Valid 12Z Mon Feb 10 2025 - 12Z Thu Feb 13 2025

...Great Lakes...
Days 1-2...

Large surface high pressure stretching from the northern Plains
through Mid-Atlantic creates enough of a pressure gradient across
the Great Lakes to promote continuing westerly 850mb wind up to 35
kts at times thanks to a couple passing shortwaves. The first
shortwave is racing across the Great Lakes and New England this
morning with a third impulse speeding across the region Tuesday
morning as flat/progressive flow persists across the CONUS. Each of
these subsequent shortwaves will be accompanied by a weak cold
front, driving enhanced CAA across the Great Lakes to support
periods of lake effect snow (LES).
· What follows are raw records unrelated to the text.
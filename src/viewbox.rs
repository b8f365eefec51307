//! Parser for the `viewBox` attribute.

use cssparser::Parser;
use std::ops::Deref;

use crate::error::*;
use crate::parsers::{optional_comma, Parse};
use crate::rect::Rect;
use crate::transform::Transform;

/// Newtype around a [`Rect`], used to represent the `viewBox` attribute.
///
/// A `ViewBox` is a new user-space coordinate system mapped onto the rectangle defined by
/// the current viewport.  See <https://www.w3.org/TR/SVG2/coords.html#ViewBoxAttribute>
///
/// `ViewBox` derefs to `Rect`, so you can use `Rect`'s methods and fields directly like
/// `vbox.x0` or `vbox.width()`.
#[derive(Debug, Copy, Clone, PartialEq)]
pub struct ViewBox(Rect);

impl Deref for ViewBox {
    type Target = Rect;

    fn deref(&self) -> &Rect {
        &self.0
    }
}

impl From<Rect> for ViewBox {
    fn from(r: Rect) -> ViewBox {
        ViewBox(r)
    }
}

impl ViewBox {
    /// Transform that fits the view box into a `width` by `height` viewport, keeping its
    /// aspect ratio and centering it (`xMidYMid meet`).
    ///
    /// Returns `None` for an empty view box, whose contents are not rendered.
    pub fn transform_to(&self, width: f64, height: f64) -> Option<Transform> {
        if self.is_empty() {
            return None;
        }

        let scale = f64::min(width / self.width(), height / self.height());

        let tx = (width - self.width() * scale) / 2.0 - self.x0 * scale;
        let ty = (height - self.height() * scale) / 2.0 - self.y0 * scale;

        Some(Transform::new_unchecked(scale, 0.0, 0.0, scale, tx, ty))
    }
}

impl Parse for ViewBox {
    // viewBox: double [,] double [,] double [,] double
    //
    // x, y, w, h
    //
    // Where w and h must be nonnegative.
    fn parse<'i>(parser: &mut Parser<'i, '_>) -> Result<ViewBox, ParseError<'i>> {
        let loc = parser.current_source_location();

        let x = f64::parse(parser)?;
        optional_comma(parser);
        let y = f64::parse(parser)?;
        optional_comma(parser);
        let width = f64::parse(parser)?;
        optional_comma(parser);
        let height = f64::parse(parser)?;

        if width >= 0.0 && height >= 0.0 {
            Ok(ViewBox(Rect::new(x, y, x + width, y + height)))
        } else {
            Err(loc.new_custom_error(ValueErrorKind::value_error(
                "width and height must not be negative",
            )))
        }
    }
}
//! Resolution for rendering (dots per inch = DPI).

/// Dots per inch used to resolve physical length units.
#[derive(Debug, Copy, Clone, PartialEq)]
pub struct Dpi {
    pub x: f64,
    pub y: f64,
}

/// The CSS reference pixel density.
pub const DEFAULT_DPI: f64 = 96.0;

impl Dpi {
    pub fn new(x: f64, y: f64) -> Dpi {
        Dpi { x, y }
    }
}

impl Default for Dpi {
    fn default() -> Dpi {
        Dpi::new(DEFAULT_DPI, DEFAULT_DPI)
    }
}
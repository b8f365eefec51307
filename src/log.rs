//! Utilities for logging messages from the library.

use once_cell::sync::Lazy;

#[doc(hidden)]
#[macro_export]
macro_rules! rsvg_log {
    (
        $session:expr,
        $($arg:tt)+
    ) => {
        if $session.log_enabled() {
            println!("{}", format_args!($($arg)+));
        }
    };
}

/// Whether the `RSVG_LOG` environment variable was set when first queried.
pub fn log_enabled() -> bool {
    static ENABLED: Lazy<bool> = Lazy::new(|| ::std::env::var_os("RSVG_LOG").is_some());

    *ENABLED
}
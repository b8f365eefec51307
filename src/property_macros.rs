//! Macros to define CSS properties.

use crate::properties::ComputedValues;

/// Trait which all CSS property types should implement.
pub trait Property {
    /// Whether the property's computed value inherits from parent to child elements.
    ///
    /// When a property is not specified in an element, the return value of this method
    /// determines whether the property's value is copied from the parent element (`true`),
    /// or whether it resets to the initial/default value (`false`).
    fn inherits_automatically() -> bool;

    /// Derive the CSS computed value from the parent element's
    /// [`ComputedValues`] and the `self` value.
    fn compute(&self, _: &ComputedValues) -> Self;
}

/// Generates a type for a CSS property.
///
/// Each generated type gets a [`Parse`] implementation, a [`Default`] implementation
/// with the property's initial value, and a [`Property`] implementation.
///
/// # Simple identifiers
///
/// ```text
/// make_property!(
///   /// Documentation here.
///   Visibility,
///   default: Visible,
///   inherits_automatically: true,
///
///   identifiers:
///     "visible" => Visible,
///     "hidden" => Hidden,
///     "collapse" => Collapse,
/// );
/// ```
///
/// # Newtypes around an existing type
///
/// ```text
/// make_property!(
///     /// Documentation here.
///     FloodColor,
///     default: cssparser::Color::RGBA(cssparser::RGBA::new(0, 0, 0, 255)),
///     inherits_automatically: false,
///     newtype_parse: cssparser::Color,
/// );
/// ```
///
/// # Newtypes with a custom computed value
///
/// Use `property_impl` to write the [`Property`] implementation by hand, for
/// properties whose computed value depends on the parent's.
///
/// [`Parse`]: crate::parsers::Parse
macro_rules! make_property {
    ($(#[$attr:meta])*
     $name: ident,
     default: $default: ident,
     inherits_automatically: $inherits_automatically: expr,
     identifiers:
     $($str_prop: expr => $variant: ident,)+
    ) => {
        $(#[$attr])*
        #[derive(Debug, Copy, Clone, PartialEq)]
        pub enum $name {
            $($variant),+
        }

        impl_default!($name, $name::$default);
        impl_property!($name, $inherits_automatically);

        impl $crate::parsers::Parse for $name {
            fn parse<'i>(parser: &mut ::cssparser::Parser<'i, '_>) -> Result<$name, $crate::error::ParseError<'i>> {
                Ok($crate::parse_identifiers!(
                    parser,
                    $($str_prop => $name::$variant,)+
                )?)
            }
        }
    };

    ($(#[$attr:meta])*
     $name: ident,
     default: $default: expr,
     inherits_automatically: $inherits_automatically: expr,
     newtype_parse: $type: ty,
    ) => {
        $(#[$attr])*
        #[derive(Debug, Clone, PartialEq)]
        pub struct $name(pub $type);

        impl_default!($name, $name($default));
        impl_property!($name, $inherits_automatically);

        impl $crate::parsers::Parse for $name {
            fn parse<'i>(parser: &mut ::cssparser::Parser<'i, '_>) -> Result<$name, $crate::error::ParseError<'i>> {
                Ok($name(<$type as $crate::parsers::Parse>::parse(parser)?))
            }
        }
    };

    ($(#[$attr:meta])*
     $name: ident,
     default: $default: expr,
     newtype_parse: $type: ty,
     property_impl: { $prop: item }
    ) => {
        $(#[$attr])*
        #[derive(Debug, Clone, PartialEq)]
        pub struct $name(pub $type);

        impl_default!($name, $name($default));

        $prop

        impl $crate::parsers::Parse for $name {
            fn parse<'i>(parser: &mut ::cssparser::Parser<'i, '_>) -> Result<$name, $crate::error::ParseError<'i>> {
                Ok($name(<$type as $crate::parsers::Parse>::parse(parser)?))
            }
        }
    };
}

macro_rules! impl_default {
    ($name:ident, $default:expr) => {
        impl Default for $name {
            fn default() -> $name {
                $default
            }
        }
    };
}

macro_rules! impl_property {
    ($name:ident, $inherits_automatically:expr) => {
        impl $crate::property_macros::Property for $name {
            fn inherits_automatically() -> bool {
                $inherits_automatically
            }

            fn compute(&self, _v: &$crate::properties::ComputedValues) -> Self {
                self.clone()
            }
        }
    };
}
On D1, 850mb temps fall to -15C
or more, steepening low-level lapse rates sufficiently to lift
inversion levels to nearly 10,000 ft, which with ascent maximizing
into the lowering DGZ will cause bands of heavy snow with rates of
1"/hr or more across the U.P. of MI, as well as SE of Lake Ontario
and into the northern Finger Lakes region early D1 before flow
shifts more westerly into the Tug Hill by tonight. WPC
probabilities D1 are moderate (40-60%) for 6+ inches along the SE
lake shore of Ontario and Tug Hill, as well as across the Keweenaw
Peninsula of the U.P. of MI.


...Mid-Mississippi Valley to the Mid-Atlantic...
Days 2-3...

Confluent mid-level pattern will maintain progressive flow across
the CONUS as the next in this parade of storms develops over the
Central Plains and Ozarks Monday evening. This system will
strengthen in response to vorticity energy shedding from the base
of a longwave trough initially over Baja, combining with the RRQ of
a southern stream jet streak which begins to amplify and arc
meridionally, leaving favorable diffluence atop the mid-level
PVA/divergence. The downstream confluence of the northern and
southern streams should result in suppression of this wave, keeping
it fast and generally flat from west to east, but will also result
in significant ascent and a prolonged period of precipitation as
isentropic ascent from the Gulf surges northward and spokes of
vorticity continue to lag back to the SW leaving a long duration of
ascent.

The north-south trends with this system appear to have stabilized
as most upper features settle into place with only subtle changes
in the forecast expected at this point. This aims the heaviest
axis of overlapping QPF and subfreezing thermals from northeast KY,
through central VA into the Delmarva.

Based on current guidance, this is beginning to look like a
significant winter event containing snow and sleet and freezing
rain, generally from the Ozarks almost due east into the Central
Appalachians and the I-95 corridor from Richmond, VA to Baltimore,
MD. The downstream confluence of the mid-level pattern will force
this generally west-to-east axis of heavy precipitation, with
290-295K isentropic ascent and accompanying WAA fueling the
elevated PWs progged by NAEFS to exceed the 90th climatological
percentile as far north as the TN VLY and southern Mid-Atlantic
(NC/VA border). This will supply plentiful moisture for heavy
precipitation, and the sharpening baroclinicity on the WAA leading
to impressive 850-700mb fgen will help to concurrently enhance
ascent. This suggests that precipitation rates will be heavy at
times, although in areas with snow the DGZ appears elevated and the
best fgen is well below that, which when combined with modestly
"warm" temperatures should keep SLRs low and this could be a heavy
and wet snow for most of the area. The end of the latest 00z HREF
depicts the potential for snowfall rates up to 1"/hr in the
heaviest band. Current WPC probabilities are high (>70%) in
northeast KY, the central Appalachians, central VA into southern MD
and the central Delmarva D2 for 4+ inches of snow. Medium probs
(40-70%) expand northward through northern VA, MD, DE, and southern
NJ, with a very tight gradient expected along the northern and
southern fringes. This places the highest potential for significant
snow between Richmond, VA and Washington, D.C.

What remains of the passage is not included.